Ayons le courage de l'admettre : cette omerta sur les valeurs européennes a pesé lourd dans l'échec de la Constitution en 2005. Ne pas reconnaître les racines chrétiennes a choqué bien au-delà des cercles catholiques. C'était une profonde erreur. D'abord parce qu'une identité refoulée est une identité qui se venge, qui ouvre la porte aux extrémismes. Ensuite parce qu'à force de craindre de heurter telle ou telle susceptibilité, on risque de vider l'Europe de sa substance et de perdre de vue son projet collectif originel.

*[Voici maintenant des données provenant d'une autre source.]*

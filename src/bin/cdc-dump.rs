// SPDX-License-Identifier: Apache-2.0
// Copyright 2025 itsakeyfut
//
// Licensed under the Apache License, Version 2.0 (the "License");
// you may not use this file except in compliance with the License.
// You may obtain a copy of the License at
//
//     http://www.apache.org/licenses/LICENSE-2.0
//
// Unless required by applicable law or agreed to in writing, software
// distributed under the License is distributed on an "AS IS" BASIS,
// WITHOUT WARRANTIES OR CONDITIONS OF ANY KIND, either express or implied.
// See the License for the specific language governing permissions and
// limitations under the License.

//! Stream sectors from a disc image through the CDC
//!
//! Drives the controller the way the sub CPU BIOS does: program the
//! device destination, seek, start, then read/drain/acknowledge each
//! sector. The drained payload goes to `--output`, otherwise the sector
//! headers are printed.

use clap::Parser;
use log::{error, info};
use megacd_cdc::core::cdc::timecode;
use megacd_cdc::core::config::SessionConfig;
use megacd_cdc::core::disc::DiscImage;
use megacd_cdc::core::error::{EmulatorError, Result};
use megacd_cdc::core::save_state::SaveState;
use megacd_cdc::core::session::Session;
use std::fs::File;
use std::io::{BufWriter, Write};
use std::path::PathBuf;

/// Mega-CD CDC sector dump tool
#[derive(Parser)]
#[command(name = "cdc-dump")]
#[command(about = "Stream disc sectors through the Mega-CD CDC", long_about = None)]
struct Args {
    /// Path to disc image (.cue, .bin or .iso)
    disc: Option<PathBuf>,

    /// Session configuration file (TOML)
    #[arg(long)]
    config: Option<PathBuf>,

    /// First sector to read
    #[arg(short = 's', long)]
    start: Option<u32>,

    /// Number of sectors to read
    #[arg(short = 'n', long)]
    count: Option<u32>,

    /// Device destination code (2 = main CPU, 3 = sub CPU)
    #[arg(short = 'd', long)]
    destination: Option<u16>,

    /// Write drained sector payloads to this file
    #[arg(short = 'o', long)]
    output: Option<PathBuf>,

    /// Restore a save state before streaming
    #[arg(long)]
    resume: Option<PathBuf>,

    /// Write a save state after streaming
    #[arg(long)]
    save_state: Option<PathBuf>,
}

impl Args {
    /// Merge command-line flags over the configuration file
    fn session(&self) -> Result<SessionConfig> {
        let mut config = match &self.config {
            Some(path) => {
                info!("Loading config from: {}", path.display());
                SessionConfig::load(path)?
            }
            None => SessionConfig::default(),
        };

        if let Some(disc) = &self.disc {
            config.disc = Some(disc.clone());
        }
        if let Some(start) = self.start {
            config.start_sector = start;
        }
        if let Some(count) = self.count {
            config.sector_count = count;
        }
        if let Some(destination) = self.destination {
            config.device_destination = destination;
        }

        Ok(config)
    }
}

fn main() -> Result<()> {
    // Optional .env for RUST_LOG
    if let Err(e) = dotenvy::dotenv() {
        if !e.not_found() {
            eprintln!("Warning: Failed to load .env file: {}", e);
        }
    }

    env_logger::Builder::from_env(env_logger::Env::default().default_filter_or("info")).init();

    info!("cdc-dump v{}", env!("CARGO_PKG_VERSION"));

    let args = Args::parse();
    let config = args.session()?;

    let Some(disc_path) = config.disc.clone() else {
        error!("No disc image given (pass a path or set 'disc' in the config)");
        return Err(EmulatorError::Config("no disc image".to_string()));
    };

    info!("Loading disc from: {}", disc_path.display());
    let disc = DiscImage::load(&disc_path).map_err(|e| {
        error!("Failed to load disc: {}", e);
        EmulatorError::Disc(e)
    })?;

    if let Some(title) = disc.title() {
        info!("Disc title: {}", title);
    }

    let mut session = match &args.resume {
        Some(path) => {
            info!("Resuming from: {}", path.display());
            let state = SaveState::load_from_file(path)?;
            Session::resume(&config, disc, &state)?
        }
        None => Session::new(&config, disc),
    };

    let mut output = match &args.output {
        Some(path) => Some(BufWriter::new(File::create(path)?)),
        None => None,
    };

    let mut sectors = 0u32;

    while let Some(sector) = session.next_sector()? {
        match output.as_mut() {
            Some(out) => out.write_all(&sector.payload())?,
            None => {
                let position = timecode::decode_header(sector.header.to_be_bytes());
                println!(
                    "{:6}  {:02}:{:02}:{:02}  header {:08X}",
                    position.to_sector(),
                    position.minute,
                    position.second,
                    position.frame,
                    sector.header
                );
            }
        }

        sectors += 1;
    }

    if let Some(mut out) = output {
        out.flush()?;
    }

    info!("Streamed {} sectors", sectors);

    if let Some(path) = &args.save_state {
        session.save_state().save_to_file(path)?;
        info!("Save state written to: {}", path.display());
    }

    Ok(())
}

Faut-il le rappeler : l'aventure européenne n'a pas démarré au lendemain de la Seconde guerre mondiale avec la création des institutions. S'il n'existe pas de civilisation proprement nationale, la civilisation européenne est une réalité incarnée. L'Europe d'aujourd'hui est l'héritière de siècles d'échanges entre les peuples du «vieux continent». Elle trouve sa source dans l'hellénisme, la romanité et surtout le christianisme, trois piliers mis en valeur par Paul Valéry dès 1925. Elle a été façonnée peu à peu par des mouvements culturels et artistiques (de la construction des cathédrales à l'humanisme de la Renaissance, des Lumières au Romantisme), par des lieux où a soufflé l'esprit européen (telles les grandes universités médiévales, de Cracovie à Coimbra), par de grands voyageurs, comme Erasme, Rubens ou Goethe, qui ont sillonné l'Europe, tissé des liens avec les peuples voisins et contribué à la circulation des idées : les observations menées à Frauenburg par le Polonais Copernic ont ainsi été expérimentées à Copenhague par Tycho Brahe, défendues à Rome par Galilée, avant d'être validées par les savants anglais. De même, Aristote, Saint Benoît, Leonard de Vinci, Shakespeare, Cervantès, Hugo, Kant ou Chopin, pour ne citer qu'eux, sont des génies européens au sens fort du terme : leur créativité s'est nourrie des échanges européens et les a enrichis en retour de manière profonde et durable, par-delà les frontières nationales.
Ces «points de cristallisation de notre héritage collectif», pour reprendre une formule de Pierre Nora, sont le ciment des valeurs humanistes qui ont forgé l'Europe : la démocratie, le respect des droits de l'Homme, l'équilibre social et économique, l'égalité entre hommes et femmes, la liberté de la presse. Le premier moteur du projet européen, ce n'est pas de rechercher un surcroît de puissance, mais de promouvoir, dans un monde traversé par les déséquilibres, le message d'équilibre qui a constitué l'Europe depuis l'origine.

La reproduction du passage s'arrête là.